Summary ROC curves for SPECT versus CA and stress ECG versus CA were considered when a positive correlation between the true and false positive rates was found and when a sufficient number of studies was available for each comparison. A ROC curve for a test with high discriminatory power should yield a "path" close to the top-left corner of the plot, indicating that it provides a high true positive rate and a low false positive rate. It is commonly used to describe how different test cut-off points affect the trade-off between sensitivity and specificity.
If appropriate, it was planned to calculate pooled estimates of sensitivity and specificity and their confidence intervals for both SPECT and stress ECG for each comparison. These are averages of the sensitivities and specificities weighted by the inverse of the variance of each study. Studies for which 2x2 table information could not be obtained could not be included in this analysis.

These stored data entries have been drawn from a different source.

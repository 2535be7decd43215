//! WebSocket push gateway.
//!
//! Connections authenticate with `?token=<jwt>` at upgrade time and are
//! indexed by user so notifications can be pushed to every open tab.

mod handler;
mod heartbeat;
pub mod manager;

pub use handler::ws_handler;
pub use heartbeat::start_heartbeat;
pub use manager::WsManager;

In addition, meta-analyses of positive and negative likelihood ratios were conducted where appropriate. Likelihood ratios express the probability that a certain test result is expected in a patient with the target disorder, as opposed to one without the disorder. For instance, a likelihood ratio of 10 means that a positive test result is 10 times as likely to occur in patients having the disease under investigation (i.e. coronary artery disease [CAD]) than in healthy subjects. A likelihood ratio of one means that the test result does not provide diagnostic information and does not change the probability of the target condition. Likelihood ratios below one indicate a decrease in the probability of the target condition (the smaller the likelihood ratio, the greater the decrease). As likelihood ratios are identical in construction to risk ratios, meta-analyses of positive and negative likelihood ratios were conducted using a random effects model and treated as meta-analyses of risk ratios.